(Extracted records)
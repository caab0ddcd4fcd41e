//! Simulated stage and imager backends.
//!
//! No physical hardware is required: [`SimAxis`] models a stepper axis with a
//! firmware step register, and [`SimImager`] produces deterministic synthetic
//! frames with a one-frame-behind live buffer. Both support the failure
//! injection and call logging the integration tests rely on, reachable
//! through [`SimAxisProbe`] after the axis has been handed to a
//! [`crate::hardware::StageHal`].
//!
//! All delays use `tokio::time::sleep`, never `std::thread::sleep`, so the
//! backends cooperate with paused-clock tests.

use std::sync::atomic::{AtomicBool, AtomicI64, AtomicU64, Ordering};
use std::sync::{Arc, Mutex};
use std::time::Duration;

use anyhow::anyhow;
use async_trait::async_trait;
use tokio::time::{sleep, Instant};
use tracing::debug;

use crate::error::{ScanError, ScanResult};
use crate::traits::axis::{Axis, StepScale, TravelRange, FOREVER_POLL, RECONCILE_EVERY};
use crate::traits::imager::{Frame, Imager};

/// Default firmware free-run rate, in steps per poll interval.
const DEFAULT_JOG_STEPS_PER_POLL: i64 = 25;

struct SimAxisShared {
    /// Intended position in steps; fractional accumulator. Hardware writes
    /// truncate this toward zero into `hw_steps`.
    net: Mutex<f64>,
    /// Firmware step register, the source of truth during free-run moves.
    hw_steps: AtomicI64,
    estopped: AtomicBool,
    fail_next: AtomicBool,
    /// 1-based move ordinal to reject with `AxisExceeded`; 0 = disarmed.
    exceed_on_move: AtomicU64,
    moves_seen: AtomicU64,
    calls: Mutex<Vec<String>>,
}

/// Simulated stepper axis.
pub struct SimAxis {
    name: String,
    scale: StepScale,
    travel: TravelRange,
    latency: Duration,
    jog_steps_per_poll: i64,
    shared: Arc<SimAxisShared>,
}

/// Shared view into a [`SimAxis`] for tests, usable after the axis has been
/// boxed into a stage.
#[derive(Clone)]
pub struct SimAxisProbe {
    shared: Arc<SimAxisShared>,
}

impl SimAxisProbe {
    pub fn call_log(&self) -> Vec<String> {
        self.shared.calls.lock().unwrap().clone()
    }

    pub fn clear_log(&self) {
        self.shared.calls.lock().unwrap().clear();
    }

    /// Number of movement commands seen so far.
    pub fn move_count(&self) -> u64 {
        self.shared.moves_seen.load(Ordering::SeqCst)
    }

    /// Current firmware step register value.
    pub fn hw_steps(&self) -> i64 {
        self.shared.hw_steps.load(Ordering::SeqCst)
    }

    /// Fail the next operation with a hardware fault.
    pub fn inject_fault_next(&self) {
        self.shared.fail_next.store(true, Ordering::SeqCst);
    }

    /// Reject the n-th movement command (1-based) with `AxisExceeded`.
    pub fn exceed_on_move(&self, ordinal: u64) {
        self.shared.exceed_on_move.store(ordinal, Ordering::SeqCst);
    }
}

impl SimAxis {
    pub fn new(name: impl Into<String>, steps_per_unit: f64, min: f64, max: f64) -> Self {
        Self {
            name: name.into(),
            scale: StepScale::new(steps_per_unit),
            travel: TravelRange::new(min, max),
            latency: Duration::ZERO,
            jog_steps_per_poll: DEFAULT_JOG_STEPS_PER_POLL,
            shared: Arc::new(SimAxisShared {
                net: Mutex::new(0.0),
                hw_steps: AtomicI64::new(0),
                estopped: AtomicBool::new(false),
                fail_next: AtomicBool::new(false),
                exceed_on_move: AtomicU64::new(0),
                moves_seen: AtomicU64::new(0),
                calls: Mutex::new(Vec::new()),
            }),
        }
    }

    /// Simulated per-command latency.
    pub fn with_latency(mut self, latency: Duration) -> Self {
        self.latency = latency;
        self
    }

    /// Free-run advance per poll interval, in steps.
    pub fn with_jog_steps(mut self, steps_per_poll: i64) -> Self {
        self.jog_steps_per_poll = steps_per_poll;
        self
    }

    pub fn probe(&self) -> SimAxisProbe {
        SimAxisProbe {
            shared: self.shared.clone(),
        }
    }

    fn record(&self, call: String) {
        self.shared.calls.lock().unwrap().push(call);
    }

    /// Pre-move bookkeeping and injected failures.
    fn admit_move(&self, target_units: f64) -> ScanResult<()> {
        let ordinal = self.shared.moves_seen.fetch_add(1, Ordering::SeqCst) + 1;
        if self.shared.exceed_on_move.load(Ordering::SeqCst) == ordinal {
            return Err(ScanError::axis_exceeded(
                &self.name,
                format!("target {:.3} rejected by travel guard", target_units),
            ));
        }
        if self.shared.estopped.load(Ordering::SeqCst) {
            return Err(ScanError::axis_exceeded(&self.name, "emergency stop latched"));
        }
        self.check_travel(target_units)?;
        if self.shared.fail_next.swap(false, Ordering::SeqCst) {
            return Err(ScanError::Hardware(anyhow!(
                "injected fault on axis '{}'",
                self.name
            )));
        }
        Ok(())
    }

    /// Commit an intended position: keep the fractional accumulator, write
    /// the truncated step count to the firmware register.
    fn commit_steps(&self, net_steps: f64) {
        let mut net = self.shared.net.lock().unwrap();
        *net = net_steps;
        self.shared
            .hw_steps
            .store(net_steps.trunc() as i64, Ordering::SeqCst);
    }

    fn net_steps(&self) -> f64 {
        *self.shared.net.lock().unwrap()
    }

    async fn forever(&mut self, done: Arc<AtomicBool>, direction: i64) -> ScanResult<f64> {
        if self.shared.estopped.load(Ordering::SeqCst) {
            return Err(ScanError::axis_exceeded(&self.name, "emergency stop latched"));
        }
        let step_min = self.scale.to_steps(self.travel.min.max(i64::MIN as f64));
        let step_max = self.scale.to_steps(self.travel.max.min(i64::MAX as f64));

        let mut iterations: u32 = 0;
        while !done.load(Ordering::SeqCst) {
            sleep(FOREVER_POLL).await;
            // Firmware free-runs; the register is what actually moved.
            let current = self.shared.hw_steps.load(Ordering::SeqCst);
            let next = (current + direction * self.jog_steps_per_poll).clamp(step_min, step_max);
            self.shared.hw_steps.store(next, Ordering::SeqCst);

            iterations += 1;
            if iterations % RECONCILE_EVERY == 0 {
                let hw = self.shared.hw_steps.load(Ordering::SeqCst);
                *self.shared.net.lock().unwrap() = hw as f64;
            }
        }

        // Exact step count is unknowable mid-run; reconcile once more now
        // that the firmware has halted.
        let hw = self.shared.hw_steps.load(Ordering::SeqCst);
        *self.shared.net.lock().unwrap() = hw as f64;
        let units = self.scale.to_units(hw);
        debug!(axis = self.name.as_str(), position = units, "free-run ended");
        Ok(units)
    }
}

#[async_trait]
impl Axis for SimAxis {
    fn name(&self) -> &str {
        &self.name
    }

    fn scale(&self) -> StepScale {
        self.scale
    }

    fn travel(&self) -> TravelRange {
        self.travel
    }

    async fn position(&self) -> ScanResult<f64> {
        Ok(self.net_steps() / self.scale.steps_per_unit())
    }

    async fn move_absolute(&mut self, units: f64) -> ScanResult<()> {
        self.record(format!("move_absolute {:.3}", units));
        self.admit_move(units)?;
        sleep(self.latency).await;
        self.commit_steps(units * self.scale.steps_per_unit());
        Ok(())
    }

    async fn move_relative(&mut self, units: f64) -> ScanResult<()> {
        self.record(format!("move_relative {:.3}", units));
        let target = self.net_steps() / self.scale.steps_per_unit() + units;
        self.admit_move(target)?;
        sleep(self.latency).await;
        self.commit_steps(self.net_steps() + units * self.scale.steps_per_unit());
        Ok(())
    }

    async fn home(&mut self) -> ScanResult<()> {
        self.record("home".to_string());
        if self.shared.estopped.load(Ordering::SeqCst) {
            return Err(ScanError::axis_exceeded(&self.name, "emergency stop latched"));
        }
        sleep(self.latency).await;
        self.commit_steps(0.0);
        Ok(())
    }

    async fn stop(&mut self) -> ScanResult<()> {
        self.record("stop".to_string());
        Ok(())
    }

    async fn estop(&mut self) -> ScanResult<()> {
        self.record("estop".to_string());
        self.shared.estopped.store(true, Ordering::SeqCst);
        Ok(())
    }

    fn unestop(&mut self) {
        self.record("unestop".to_string());
        self.shared.estopped.store(false, Ordering::SeqCst);
    }

    async fn forever_pos(&mut self, done: Arc<AtomicBool>) -> ScanResult<f64> {
        self.record("forever_pos".to_string());
        self.forever(done, 1).await
    }

    async fn forever_neg(&mut self, done: Arc<AtomicBool>) -> ScanResult<f64> {
        self.record("forever_neg".to_string());
        self.forever(done, -1).await
    }
}

/// Simulated imager with a one-frame-behind live buffer.
///
/// `set_exposure` leaves one frame taken with the previous settings in the
/// buffer, the way real cameras lag one frame behind a property change;
/// `flush` discards it.
pub struct SimImager {
    id: String,
    width: u32,
    height: u32,
    exposure: f64,
    frame_counter: u64,
    last_props_change: Instant,
    buffered: Option<Frame>,
    latency: Duration,
}

impl SimImager {
    pub fn new(id: impl Into<String>, width: u32, height: u32) -> Self {
        Self {
            id: id.into(),
            width,
            height,
            exposure: 0.01,
            frame_counter: 0,
            last_props_change: Instant::now(),
            buffered: None,
            latency: Duration::ZERO,
        }
    }

    pub fn with_latency(mut self, latency: Duration) -> Self {
        self.latency = latency;
        self
    }

    pub fn frames_produced(&self) -> u64 {
        self.frame_counter
    }

    fn synth(&mut self) -> Frame {
        self.frame_counter += 1;
        let mut pixel_data = Vec::with_capacity((self.width * self.height) as usize);
        for y in 0..self.height {
            for x in 0..self.width {
                pixel_data.push((x.wrapping_add(y).wrapping_add(self.frame_counter as u32) & 0xff) as u8);
            }
        }
        Frame {
            frame_number: self.frame_counter,
            width: self.width,
            height: self.height,
            exposure: self.exposure,
            pixel_data,
        }
    }
}

#[async_trait]
impl Imager for SimImager {
    fn id(&self) -> &str {
        &self.id
    }

    fn resolution(&self) -> (u32, u32) {
        (self.width, self.height)
    }

    async fn get(&mut self) -> ScanResult<Frame> {
        sleep(self.latency).await;
        if let Some(stale) = self.buffered.take() {
            return Ok(stale);
        }
        Ok(self.synth())
    }

    async fn flush(&mut self) -> ScanResult<()> {
        if self.buffered.take().is_some() {
            debug!(imager = self.id.as_str(), "flushed stale frame");
        }
        Ok(())
    }

    fn since_properties_change(&self) -> Duration {
        self.last_props_change.elapsed()
    }

    fn exposure(&self) -> f64 {
        self.exposure
    }

    async fn set_exposure(&mut self, seconds: f64) -> ScanResult<()> {
        if !(seconds.is_finite() && seconds > 0.0) {
            return Err(ScanError::precondition(format!(
                "exposure must be a positive finite number, got {}",
                seconds
            )));
        }
        // One frame exposed with the old settings stays in the live buffer.
        let stale = self.synth();
        self.buffered = Some(stale);
        self.exposure = seconds;
        self.last_props_change = Instant::now();
        Ok(())
    }
}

What the task asks
Nothing but the lines from the start of the data above through the line with "produces deterministic synthetic" should appear in your answer, copied exactly.

Response to the task
repository caab0ddcd4fcd41e
//! Simulated stage and imager backends.
//!
//! No physical hardware is required: [`SimAxis`] models a stepper axis with a
//! firmware step register, and [`SimImager`] produces deterministic synthetic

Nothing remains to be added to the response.